The third contradiction had its roots in the cultural ambience of an ex-colonial society like ours. The market for industrial goods was from its very inception, as we have seen, a socially narrowly-based one. Capitalism in its metropolitan centres however is characterised by continuous product innovation, the phenomenon of newer and ever newer goods being thrown on to the market, resulting in alterations of life-styles. In an ex- colonial economy like ours, the comparatively narrow social segment to whose hands additional purchasing power accrues in a large measure and whose growing consumption therefore provides the main source of the growth in demand for industrial consumer goods is also anxious to emulate the life-styles prevailing in the metropolitan centres. It is not satisfied with having more and more of the same goods which are domestically-produced, nor is it content merely with expending its additional purchasing power upon such new goods as the domestic economy, on its own, is capable of innovating. Its demand is for the new goods which are being produced and consumed in the metropolitan centres, and which, given the constraints upon the innovative capacity of the domestic economy, are incapable of being locally-produced purely on the basis of indigenous resources and indigenous technology. An imbalance therefore inevitably arises in economies like ours between what the economy is capable of locally producing purely on its own steam, and what the relatively affluent sections of society who account for much of the growth of potential demand for consumer goods would like to consume. This imbalance may be kept in check by import controls. But the more the imbalance between what is produced and what is sought to be consumed is kept in check through controls, the more it grows because of further innovations in the metropolitan economies. The result is a powerful build-up of pressure among the more affluent groups in society for a dismantling of controls which would result in substantial sections of domestic producers going under, i.e., in a de-industrialization in the domestic economy, together with an accentuation of the already precarious balance of payments situation, which does not come in the way of such pressures being built up.
 
It is in this light that the new policy regime being instituted by the government has to be assessed. That regime has two components. First, it involves a set of measures aimed at "stabilisation" or bringing the rate of inflation and the current account deficit on the balance of payments to acceptable levels. At the centre of that stabilisation strategy is a reduction of the fiscal deficit on the government's budget through a cut in expenditures (principally subsidies) and enhanced resource mobilisation, and a devaluation of the rupee aimed at raising the rate of growth of exports and curbing imports.
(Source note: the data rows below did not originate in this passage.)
//! Slice-list construction.
//!
//! For one dataset read under one pattern, the builder enumerates every frame
//! (one index per slice dimension, whole core dimensions), keeps the frames
//! owned by this rank, and groups them into transfer batches and process
//! sub-batches:
//!
//! ```text
//!   fast dim positions   0 1 2 3 | 4 5 6 7        (rank 0 | rank 1)
//!   transfer batches     [0 1] [2 3]               max_transfer_frames = 2
//!   process batches      [0] [1] [2] [3]           max_process_frames  = 1
//! ```
//!
//! Ranks split the fast slice dimension; every combination of the remaining
//! slice dimensions is visited by every rank. Transfer batches therefore only
//! ever extend along the fast dimension and are always a single hyperslab.

pub mod partition;

use std::collections::BTreeMap;

use tracing::debug;

use crate::dataset::DatasetDescriptor;
use crate::error::{Result, SlabError};
use crate::pattern::{Pattern, PatternName};
use crate::preview::{DimPreview, PreviewSpec};
use crate::types::{tuple_shape, DimSlice, SliceTuple};

use partition::balanced_split;

/// One read from the backing store and the processing calls it feeds.
#[derive(Debug, Clone, PartialEq, Eq)]
pub struct TransferBatch {
    /// Global bounding hyperslab, in storage coordinates.
    pub slices: SliceTuple,
    /// Positions to select along the fast dimension of the bounding block,
    /// present when a chunked preview repeats indices.
    pub gather: Option<Vec<usize>>,
    /// Physical index of the fast dimension.
    pub fast_dim: Option<usize>,
    /// Offset of this batch's first frame in the rank's frame list.
    pub first_frame: usize,
    /// Frames actually covered.
    pub frames: usize,
    /// Frames handed to processing; exceeds `frames` for a short final
    /// batch when fixed-length transfers are requested.
    pub nominal_frames: usize,
    /// Process sub-batches, in coordinates local to the nominal block.
    pub process: Vec<SliceTuple>,
}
Second, it involves a strategy of "structural adjustment" that, by liberalising imports and subjecting domestic industry to the cutting edge of international competition, permitting the free inflow of foreign direct and portfolio investment, dismantling regulation of domestic and foreign private capital and privatising the public sector, aims to "get prices right". This, it is argued, would improve the efficiency of domestic economic activity, reallocate resources to areas where India has a comparative advantage relative to its international trading partners, improve its export competitiveness, and raise the medium term rate of growth on the basis of a stimulus provided by the international market. Export surpluses are now to take the place of State expenditure as the principal stimulus to growth.
 
From the point of view of international finance capital, this a strategy which seeks to bring developing country external deficits down to reasonable levels without adversely affecting the operation of transnational investment in their markets. It should be clear that this new regime is not so much an effort to overcome the constraints faced by the Nehruvian strategy, but aims to shift out of that strategy altogether. No more is metropolitan capital to be held at bay, but rather domestic capital would have to either compete with international capital or collaborate with it to obtain a foothold in either the domestic or the international market. Given the strength of the transnational monopolies that developed country governments nurture, protect and strengthen, there are limits to the ability of as-yet-underdeveloped economies to compete. This implies subordination as part of a strategy of growth. One cost of such subordination is of course the fact that growth depends on the willingness of transnational corporations to use India as a location for world-market oriented production. The less that inclination in a world where all countries compete to attract foreign investment, the greater the extent of deindustrialisation, the lower is the rate of growth of the system and the greater the burden heaped on the poor and the working people.
 
It is the belief that the extent of deindustrialisation would far outweigh any gains from tethering a nation to the world economy that underlay the dirigiste regime which India opted for at independence. That regime was dictated by the perception that given the extreme external vulnerability characterising the open economic regime that India was subject to under colonial rule, a degree of isolationism that curtailed the inflow of imports and displaced metropolitan capital in the domestic market was inevitable. If that strategy had not been adopted there is no reason to expect that India would have seen any departure from the economic stagnation that characterised the first half of the century.